- Exercise directions:
List every line in this data where the string "Phase" occurs.

- Material provided:
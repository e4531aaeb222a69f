//! Graphics application-profile tmpfs + `10-container.conf` patching
//!, grounded in `mount_app_profile`/`update_app_profile`
//! of `nvc_mount.c`.

use crate::mountops::{self, STRICT_FLAGS};
use crate::record::RollbackList;
use nvc_core::{paths, NvcError, Result};
use serde_json::{json, Value};
use std::path::{Path, PathBuf};

const PROFILE_FILE: &str = "10-container.conf";

/// `tmpfs` over the application-profile directory,
/// grounded in `mount_app_profile` of `nvc_mount.c`.
pub fn mount_app_profile_tmpfs(rootfs: &Path, uid: u32, gid: u32, rollback: &mut RollbackList) -> Result<()> {
    let dst = mountops::in_rootfs(rootfs, paths::NV_APP_PROFILE_DIR);
    nvc_fs::dir_create(&dst, uid, gid, 0o555)?;
    mountops::tmpfs_mount_tracked(&dst, "0555", STRICT_FLAGS, rollback)
}

fn profile_path(rootfs: &Path) -> PathBuf {
    rootfs.join(paths::NV_APP_PROFILE_DIR.trim_start_matches('/')).join(PROFILE_FILE)
}

/// Read the existing `EGLVisibleDGPUDevices` bitmask (0 if the profile
/// doesn't exist yet or the field is absent).
fn read_bitmask(path: &Path) -> Result<u64> {
    let contents = match std::fs::read_to_string(path) {
        Ok(c) => c,
        Err(e) if e.kind() == std::io::ErrorKind::NotFound => return Ok(0),
        Err(e) => return Err(NvcError::io(path.display().to_string(), e)),
    };
    let parsed: Value = serde_json::from_str(&contents)
        .map_err(|e| NvcError::ConfigInvalid(format!("invalid application profile {}: {e}", path.display())))?;
    parsed
        .pointer("/profiles/0/settings/1")
        .and_then(Value::as_u64)
        .ok_or_else(|| NvcError::ConfigInvalid(format!("invalid application profile: {}", path.display())))
}

fn render(bitmask: u64) -> Vec<u8> {
    let doc = json!({
        "profiles": [{
            "name": "_container_",
            "settings": ["EGLVisibleDGPUDevices", bitmask],
        }],
        "rules": [{"pattern": [], "profile": "_container_"}],
    });
    serde_json::to_vec_pretty(&doc).expect("json serialization of a fixed shape never fails")
}

/// OR the bit for GPU minor `minor` into `10-container.conf`'s
/// `EGLVisibleDGPUDevices` bitmask, creating the file on first use.
pub fn update_app_profile(rootfs: &Path, uid: u32, gid: u32, minor: u32) -> Result<()> {
    let path = profile_path(rootfs);
    let existing = if path.exists() { read_bitmask(&path)? } else { 0 };
    let bitmask = existing | (1u64 << minor);
    nvc_fs::file_create(&path, None, uid, gid, 0o555)?;
    nvc_fs::atomic_write(&path, &render(bitmask))
}

#[cfg(test)]
mod tests {
    use super::*;
    use tempfile::tempdir;

    #[test]
    fn first_update_creates_profile_with_single_bit() {
        let root = tempdir().unwrap();
        update_app_profile(root.path(), 0, 0, 0).unwrap();
        let bitmask = read_bitmask(&profile_path(root.path())).unwrap();
        assert_eq!(bitmask, 1);
    }

    #[test]
    fn second_update_ors_in_another_bit() {
        let root = tempdir().unwrap();
        update_app_profile(root.path(), 0, 0, 0).unwrap();
        update_app_profile(root.path(), 0, 0, 2).unwrap();
        let bitmask = read_bitmask(&profile_path(root.path())).unwrap();
        assert_eq!(bitmask, 0b101);
    }
}
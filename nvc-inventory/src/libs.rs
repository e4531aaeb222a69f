//! Driver library path lookup against the ld.so cache.

use crate::catalog::{self, LIBNVIDIA_TLS_MIN_ABI};
use nvc_ldcache::{ArchFlag, CacheEntry};
use std::path::{Path, PathBuf};
use tracing::warn;

#[derive(Debug, Clone, Copy, PartialEq, Eq)]
pub enum LibCategory {
    Utility,
    Compute,
    Video,
    GraphicsCore,
    GraphicsGlvnd,
    GraphicsCompat,
    Ngx,
    Dxcore,
}

impl LibCategory {
    fn sonames(self) -> &'static [&'static str] {
        match self {
            LibCategory::Utility => catalog::UTILITY_LIBS,
            LibCategory::Compute => catalog::COMPUTE_LIBS,
            LibCategory::Video => catalog::VIDEO_LIBS,
            LibCategory::GraphicsCore => catalog::GRAPHICS_LIBS,
            LibCategory::GraphicsGlvnd => catalog::GRAPHICS_LIBS_GLVND,
            LibCategory::GraphicsCompat => catalog::GRAPHICS_LIBS_COMPAT,
            LibCategory::Ngx => catalog::NGX_LIBS,
            LibCategory::Dxcore => catalog::DXCORE_LIBS,
        }
    }
}

/// Resolve every SONAME in `categories` against `cache`, filtered to
/// `arch`, disambiguating multi-candidate SONAMEs.
/// Missing libraries are skipped with a warning rather than failing
/// the whole lookup — driver installs commonly lack optional pieces
/// (e.g. no video libs on a headless server build).
pub fn resolve_libs(
    root: &Path,
    cache: &[CacheEntry],
    arch: ArchFlag,
    nvrm_version: &str,
    categories: &[LibCategory],
) -> Vec<PathBuf> {
    let mut out = Vec::new();
    for &category in categories {
        for soname in category.sonames() {
            let candidates = nvc_ldcache::resolve(cache, soname, Some(arch));
            match select(root, soname, &candidates, nvrm_version, category) {
                Some(path) => out.push(path),
                None if candidates.is_empty() => {
                    warn!("{soname}: no candidate in ld.so.cache for this architecture");
                }
                None => {
                    warn!("{soname}: {} candidates found but none survived disambiguation", candidates.len());
                }
            }
        }
    }
    out
}

fn select(
    root: &Path,
    soname: &str,
    candidates: &[&CacheEntry],
    nvrm_version: &str,
    category: LibCategory,
) -> Option<PathBuf> {
    let mut survivors: Vec<&&CacheEntry> = candidates.iter().collect();

    if soname.starts_with("libnvidia-tls.so") {
        let (maj, min, patch) = LIBNVIDIA_TLS_MIN_ABI;
        survivors.retain(|c| {
            let path = root.join(c.resolved_path.trim_start_matches('/'));
            nvc_elf::has_abi(&path, maj, min, patch).unwrap_or(false)
        });
    }

    if category == LibCategory::GraphicsCompat {
        survivors.retain(|c| {
            let path = root.join(c.resolved_path.trim_start_matches('/'));
            nvc_elf::has_dependency(&path, "libnvidia-glcore.so").unwrap_or(false)
                || nvc_elf::has_dependency(&path, "libnvidia-eglcore.so").unwrap_or(false)
        });
    }

    if survivors.len() > 1 {
        if let Some(pick) = survivors.iter().find(|c| c.resolved_path.ends_with(nvrm_version)) {
            return Some(PathBuf::from(pick.resolved_path.clone()));
        }
    }

    survivors.first().map(|c| PathBuf::from(c.resolved_path.clone()))
}
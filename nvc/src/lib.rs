//! # nvc
//!
//! Top-level coordinator: the single `init`/`shutdown` pair
//! every other component is sequenced behind. Grounded in `nvc.h`'s
//! public entry points and `nvc_context.c`.
//!
//! Data flows top-down: [`init`] builds a [`LibraryContext`]; [`info`]
//! calls component H (via the driver helper) for inventory; a caller
//! builds a [`ContainerDescriptor`] via [`container`]; [`select`] narrows
//! the inventory to a [`Selection`]; [`mount`] consumes inventory +
//! descriptor + selection; finally [`ldcache`] invokes the confined
//! ldconfig runner. [`shutdown`] tears the context back down.

pub mod container;
pub mod info;
pub mod ldcache;
pub mod mount;
pub mod select;

pub use nvc_core::{
    ContainerFlags, CudaCompatMode, Device, DeviceInfo, DeviceNode, DriverInfo, LibraryConfig,
    LibraryContext, MigInstance, NvcError, Result, Selection,
};
pub use nvc_container::{ContainerConfig, ContainerDescriptor};

use nvc_priv::Phase;
use tracing::info as log_info;

/// Bring the library up: raise the fixed capability superset
/// and construct the process-wide [`LibraryContext`], capturing the
/// calling process's own mount namespace fd.
///
/// Must be called exactly once, before any other operation in this
/// crate.
pub fn init(config: LibraryConfig) -> Result<LibraryContext> {
    nvc_priv::init_process_capabilities()?;
    let _guard = nvc_priv::enter_phase(Phase::Init)?;
    let ctx = LibraryContext::new(config).map_err(|e| NvcError::io("/proc/self/ns/mnt", e))?;
    log_info!("nvc context initialized, version {}", nvc_core::version());
    Ok(ctx)
}

/// Tear the library down. Consumes `ctx`, closing its captured mount
/// namespace fd via `Drop`. The `Phase::Shutdown` effective-capability
/// whitelist is empty: this is deliberately a no-op capable
/// of running with zero raised capabilities.
pub fn shutdown(ctx: LibraryContext) -> Result<()> {
    let _guard = nvc_priv::enter_phase(Phase::Shutdown)?;
    drop(ctx);
    log_info!("nvc context shut down");
    Ok(())
}

#[cfg(test)]
mod tests {
    use super::*;

    #[test]
    fn init_then_shutdown_round_trips_cleanly() {
        let ctx = init(LibraryConfig::default()).expect("init");
        assert!(ctx.saved_mnt_ns() >= 0);
        shutdown(ctx).expect("shutdown");
    }
}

- Output of the task:
use nvc_priv::Phase;
    let _guard = nvc_priv::enter_phase(Phase::Init)?;
/// namespace fd via `Drop`. The `Phase::Shutdown` effective-capability
    let _guard = nvc_priv::enter_phase(Phase::Shutdown)?;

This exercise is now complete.